● **Exercise**
Reproduce the first line of the entries that follow and each later line, word for word, ending with the one containing "no pattern recognizes.".
Segment Start: Dataset excerpts
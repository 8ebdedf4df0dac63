//! A [`TokenMatcher`] turns an ordered set of named regex patterns into a
//! single combined matcher. The first (highest-priority) named alternative
//! that fires at the cursor wins.

use std::sync::Arc;

use itertools::Itertools;
use regex::Regex;

use crate::span::Span;
use crate::ParseError;

/// Kind reported for a character no pattern recognizes.
pub const UNKNOWN: &str = "unknown";

#[derive(Clone, Debug, PartialEq, Eq)]
pub struct Token {
    pub kind: &'static str,
    pub text: String,
    pub span: Span,
}

impl Token {
    pub fn new(kind: &'static str, text: impl Into<String>, span: Span) -> Self {
        Self {
            kind,
            text: text.into(),
            span,
        }
    }
}

/// An ordered set of named patterns compiled into one anchored alternation.
///
/// Matchers are value types: cloning shares the compiled regex, so stacking
/// and swapping matchers on a lexer is O(1) aside from re-anchoring.
#[derive(Clone, Debug)]
pub struct TokenMatcher {
    names: Arc<Vec<&'static str>>,
    re: Arc<Regex>,
}

impl TokenMatcher {
    /// Build a matcher from `(kind, pattern)` pairs, earlier entries taking
    /// priority. Patterns are standard regex syntax, matched at the cursor.
    pub fn new(patterns: &[(&'static str, &str)]) -> Result<Self, ParseError> {
        let combined = format!(
            r"\A(?:{})",
            patterns
                .iter()
                .enumerate()
                .map(|(i, (_, pat))| format!("(?P<t{i}>{pat})"))
                .format("|")
        );
        let re = Regex::new(&combined)
            .map_err(|e| ParseError::BadTokenPattern(e.to_string()))?;
        Ok(Self {
            names: Arc::new(patterns.iter().map(|(name, _)| *name).collect()),
            re: Arc::new(re),
        })
    }

    /// The token starting at `pos`, or `None` at end of input.
    ///
    /// When no pattern matches but the cursor is not at the end, a synthetic
    /// [`UNKNOWN`] token spanning exactly one character is returned so the
    /// caller can recover. A pattern matching the empty string is treated the
    /// same way, which keeps the cursor advancing.
    pub fn token_at(&self, src: &str, pos: usize) -> Option<Token> {
        if pos >= src.len() {
            return None;
        }
        if let Some(caps) = self.re.captures(&src[pos..]) {
            for (i, name) in self.names.iter().enumerate() {
                let group = format!("t{i}");
                if let Some(m) = caps.name(&group) {
                    if m.end() > m.start() {
                        return Some(Token::new(
                            name,
                            m.as_str(),
                            Span::new(pos + m.start()..pos + m.end()),
                        ));
                    }
                }
            }
        }
        let ch = src[pos..].chars().next().expect("pos is a char boundary");
        let end = pos + ch.len_utf8();
        Some(Token::new(UNKNOWN, &src[pos..end], Span::new(pos..end)))
    }
}

/// Build a pattern matching any of the space-separated literal symbols,
/// longest first so `::` wins over `:`.
pub fn match_one_of(symbols: &str) -> String {
    symbols
        .split_ascii_whitespace()
        .sorted_by_key(|s| std::cmp::Reverse(s.len()))
        .map(regex::escape)
        .format("|")
        .to_string()
}
//! The combinator core: [`Parser`], [`ParseCtx`], and the tagged-result
//! containers carried by every successful parse step.
//!
//! A parser either succeeds, returning a [`Step`] and leaving the lexer past
//! the matched tokens, or returns `None` with the lexer position restored so
//! the caller can try alternatives. Grammars must not be left recursive: a
//! self-referential rule has to consume at least one token before recursing.

use std::rc::Rc;

use indexmap::IndexMap;

use crate::lexer::Lexer;
#[cfg(feature = "trace")]
use crate::log;
use crate::span::Span;
use crate::srcline::report_error;
use crate::srcmap::SrcMap;
use crate::token::{Token, TokenMatcher};

/// Application state threaded through a parse. `Tag` is the value type
/// collected by [`Parser::tag`] into the named buckets of a [`Step`].
pub trait ParseState {
    type Tag: Clone;
}

/// Stateless parsing; tags collect raw tokens.
impl ParseState for () {
    type Tag = Token;
}

/// Named result buckets: an ordered map from tag name to the values matched
/// under that name, merged by concatenation in source order.
#[derive(Debug)]
pub struct Tags<V>(Option<Box<IndexMap<&'static str, Vec<V>>>>);

impl<V> Tags<V> {
    pub fn new() -> Self {
        Self(None)
    }

    pub fn add(&mut self, name: &'static str, value: V) {
        self.0
            .get_or_insert_with(Default::default)
            .entry(name)
            .or_default()
            .push(value);
    }

    /// Append all of `other`'s buckets after this container's.
    pub fn merge(&mut self, other: Tags<V>) {
        let Some(other) = other.0 else { return };
        let map = self.0.get_or_insert_with(Default::default);
        for (name, values) in *other {
            map.entry(name).or_default().extend(values);
        }
    }

    pub fn get(&self, name: &str) -> &[V] {
        self.0
            .as_ref()
            .and_then(|map| map.get(name))
            .map(|v| v.as_slice())
            .unwrap_or(&[])
    }

    pub fn is_empty(&self) -> bool {
        self.0.as_ref().map_or(true, |map| map.is_empty())
    }
}

impl<V> Default for Tags<V> {
    fn default() -> Self {
        Self::new()
    }
}

/// A successful parse: the produced value, the accumulated tag buckets, and
/// the span of consumed source.
#[derive(Debug)]
pub struct Step<T, V> {
    pub value: T,
    pub tags: Tags<V>,
    pub span: Span,
}

impl<T, V> Step<T, V> {
    pub fn new(value: T, span: Span) -> Self {
        Self {
            value,
            tags: Tags::new(),
            span,
        }
    }
}

/// Arguments handed to [`Parser::map_with`] callbacks.
pub struct MapArgs<'x, T, A: ParseState> {
    pub value: T,
    pub tags: &'x Tags<A::Tag>,
    pub span: Span,
    pub state: &'x mut A,
}

pub(crate) trait ErasedParser<A: ParseState> {
    fn try_skip(&self, cx: &mut ParseCtx<A>) -> bool;
}

impl<A: ParseState, P: Parser<A>> ErasedParser<A> for P {
    fn try_skip(&self, cx: &mut ParseCtx<A>) -> bool {
        self.parse(cx).is_some()
    }
}

/// Everything a parse invocation owns: the lexer, the caller's state, an
/// optional source map for diagnostics, the cooperative parse budget, and
/// the stack of cross-cutting pre-parsers.
pub struct ParseCtx<'s, 'a, A: ParseState> {
    pub lexer: Lexer<'s>,
    pub app: &'a mut A,
    src_map: Option<&'a SrcMap>,
    max_parse_count: Option<usize>,
    used: usize,
    fatal: bool,
    pre: Vec<Rc<dyn ErasedParser<A> + 'a>>,
}

impl<'s, 'a, A: ParseState> ParseCtx<'s, 'a, A> {
    pub fn new(
        src: &'s str,
        matcher: TokenMatcher,
        ignore: &[&'static str],
        app: &'a mut A,
    ) -> Self {
        Self {
            lexer: Lexer::new(src, matcher, ignore),
            app,
            src_map: None,
            max_parse_count: None,
            used: 0,
            fatal: false,
            pre: Vec::new(),
        }
    }

    pub fn with_src_map(mut self, src_map: &'a SrcMap) -> Self {
        self.src_map = Some(src_map);
        self
    }

    /// Bound the number of primitive token consumptions; exceeding the bound
    /// fails the whole parse.
    pub fn with_max_parse_count(mut self, max: usize) -> Self {
        self.max_parse_count = Some(max);
        self
    }

    pub fn src_map(&self) -> Option<&SrcMap> {
        self.src_map
    }

    /// True once the parse budget is exhausted; no further tokens will be
    /// consumed and combinators fail through without retrying alternatives.
    pub fn is_fatal(&self) -> bool {
        self.fatal
    }

    /// The next significant token, after running any active pre-parsers and
    /// charging the parse budget.
    pub fn next_token(&mut self) -> Option<Token> {
        if self.fatal {
            return None;
        }
        self.run_pre();
        if !self.use_budget() {
            return None;
        }
        self.lexer.next()
    }

    /// The span of the next significant token, for error reporting. Does not
    /// advance or charge the budget.
    pub fn peek_span(&mut self) -> Span {
        let src_len = self.lexer.src().len();
        self.lexer
            .peek()
            .map(|t| t.span)
            .unwrap_or_else(|| Span::at(src_len))
    }

    /// Log a caret-annotated diagnostic at `pos`, remapped through the
    /// source map when one is attached.
    pub fn report(&self, msg: &str, pos: usize) {
        report_error(msg, self.lexer.src(), pos, self.src_map);
    }

    fn use_budget(&mut self) -> bool {
        let Some(max) = self.max_parse_count else {
            return true;
        };
        self.used += 1;
        if self.used > max {
            if !self.fatal {
                self.fatal = true;
                let err = crate::ParseError::BudgetExceeded;
                self.report(&err.to_string(), self.lexer.position());
            }
            return false;
        }
        true
    }

    fn run_pre(&mut self) {
        if self.pre.is_empty() {
            return;
        }
        // pre-parsers run without themselves triggering pre-parsing
        let pres = std::mem::take(&mut self.pre);
        loop {
            let mut advanced = false;
            for pre in &pres {
                if pre.try_skip(self) {
                    advanced = true;
                }
            }
            if !advanced {
                break;
            }
        }
        self.pre = pres;
    }

    pub(crate) fn with_pre<R>(
        &mut self,
        pre: Rc<dyn ErasedParser<A> + 'a>,
        f: impl FnOnce(&mut Self) -> R,
    ) -> R {
        self.pre.push(pre);
        let guard = PreGuard { cx: self };
        f(&mut *guard.cx)
    }

    pub(crate) fn without_pre<R>(&mut self, f: impl FnOnce(&mut Self) -> R) -> R {
        let saved = std::mem::take(&mut self.pre);
        let result = f(self);
        self.pre = saved;
        result
    }

    pub(crate) fn with_matcher<R>(
        &mut self,
        matcher: TokenMatcher,
        f: impl FnOnce(&mut Self) -> R,
    ) -> R {
        self.lexer.push_matcher(matcher);
        let guard = LexerFrameGuard { cx: self };
        f(&mut *guard.cx)
    }

    pub(crate) fn with_ignore<R>(
        &mut self,
        ignore: &[&'static str],
        f: impl FnOnce(&mut Self) -> R,
    ) -> R {
        self.lexer.push_ignore(ignore);
        let guard = LexerFrameGuard { cx: self };
        f(&mut *guard.cx)
    }
}

struct PreGuard<'x, 's, 'a, A: ParseState> {
    cx: &'x mut ParseCtx<'s, 'a, A>,
}

impl<A: ParseState> Drop for PreGuard<'_, '_, '_, A> {
    fn drop(&mut self) {
        self.cx.pre.pop();
    }
}

struct LexerFrameGuard<'x, 's, 'a, A: ParseState> {
    cx: &'x mut ParseCtx<'s, 'a, A>,
}

impl<A: ParseState> Drop for LexerFrameGuard<'_, '_, '_, A> {
    fn drop(&mut self) {
        self.cx.lexer.pop_frame();
    }
}

pub trait Parser<A: ParseState> {
    type Out;

    /// Attempt the match. Implementations may leave the lexer anywhere on
    /// failure; [`Parser::parse`] restores it.
    fn parse_inner(&self, cx: &mut ParseCtx<A>) -> Option<Step<Self::Out, A::Tag>>;

    /// A short display name used by tracing and `expected …` diagnostics.
    fn label(&self) -> Option<&str> {
        None
    }

    /// Attempt the match, restoring the lexer position on failure so the
    /// caller can try alternatives.
    fn parse(&self, cx: &mut ParseCtx<A>) -> Option<Step<Self::Out, A::Tag>> {
        let start = cx.lexer.position();
        #[cfg(feature = "trace")]
        if log::trace_enabled() {
            if let Some(label) = self.label() {
                log::log(&format!("{label}: enter at {start}"));
            }
        }
        let result = self.parse_inner(cx);
        if result.is_none() {
            cx.lexer.set_position(start);
        }
        #[cfg(feature = "trace")]
        if log::trace_enabled() {
            if let Some(label) = self.label() {
                match &result {
                    Some(step) => log::log(&format!("{label}: match {:?}", step.span)),
                    None => log::log(&format!("{label}: no match at {start}")),
                }
            }
        }
        result
    }

    /// Transform the produced value.
    fn map<U, F>(self, f: F) -> crate::combinator::Map<Self, F>
    where
        Self: Sized,
        F: Fn(Self::Out) -> U,
    {
        crate::combinator::Map { p: self, f }
    }

    /// Transform with access to the tag buckets, the matched span, and the
    /// mutable application state.
    fn map_with<U, F>(self, f: F) -> crate::combinator::MapWith<Self, F>
    where
        Self: Sized,
        F: Fn(MapArgs<Self::Out, A>) -> U,
    {
        crate::combinator::MapWith { p: self, f }
    }

    /// On success, append the produced value to the named tag bucket.
    fn tag(self, name: &'static str) -> crate::combinator::Tag<Self>
    where
        Self: Sized,
        Self::Out: Into<A::Tag> + Clone,
    {
        crate::combinator::Tag { p: self, name }
    }

    /// Attach a display name for tracing and diagnostics.
    fn named(self, label: &'static str) -> crate::combinator::Named<Self>
    where
        Self: Sized,
    {
        crate::combinator::Named { p: self, label }
    }

    /// Erase the concrete type; required at grammar recursion points.
    fn boxed(self) -> BoxedParser<A, Self::Out>
    where
        Self: Sized + 'static,
    {
        BoxedParser { p: Rc::new(self) }
    }
}

trait DynParser<A: ParseState, T> {
    fn dyn_parse(&self, cx: &mut ParseCtx<A>) -> Option<Step<T, A::Tag>>;
    fn dyn_label(&self) -> Option<&str>;
}

impl<A: ParseState, P: Parser<A>> DynParser<A, P::Out> for P {
    fn dyn_parse(&self, cx: &mut ParseCtx<A>) -> Option<Step<P::Out, A::Tag>> {
        self.parse(cx)
    }
    fn dyn_label(&self) -> Option<&str> {
        self.label()
    }
}

/// A type-erased, reference-counted parser.
pub struct BoxedParser<A: ParseState, T> {
    p: Rc<dyn DynParser<A, T>>,
}

impl<A: ParseState, T> Clone for BoxedParser<A, T> {
    fn clone(&self) -> Self {
        Self { p: self.p.clone() }
    }
}

impl<A: ParseState, T> Parser<A> for BoxedParser<A, T> {
    type Out = T;
    fn parse_inner(&self, cx: &mut ParseCtx<A>) -> Option<Step<T, A::Tag>> {
        self.p.dyn_parse(cx)
    }
    fn label(&self) -> Option<&str> {
        self.p.dyn_label()
    }
}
Segment End: Dataset excerpts
● **Output**
repository 8ebdedf4df0dac63
//! A [`TokenMatcher`] turns an ordered set of named regex patterns into a
//! single combined matcher. The first (highest-priority) named alternative
//! that fires at the cursor wins.

use std::sync::Arc;

use itertools::Itertools;
use regex::Regex;

use crate::span::Span;
use crate::ParseError;

/// Kind reported for a character no pattern recognizes.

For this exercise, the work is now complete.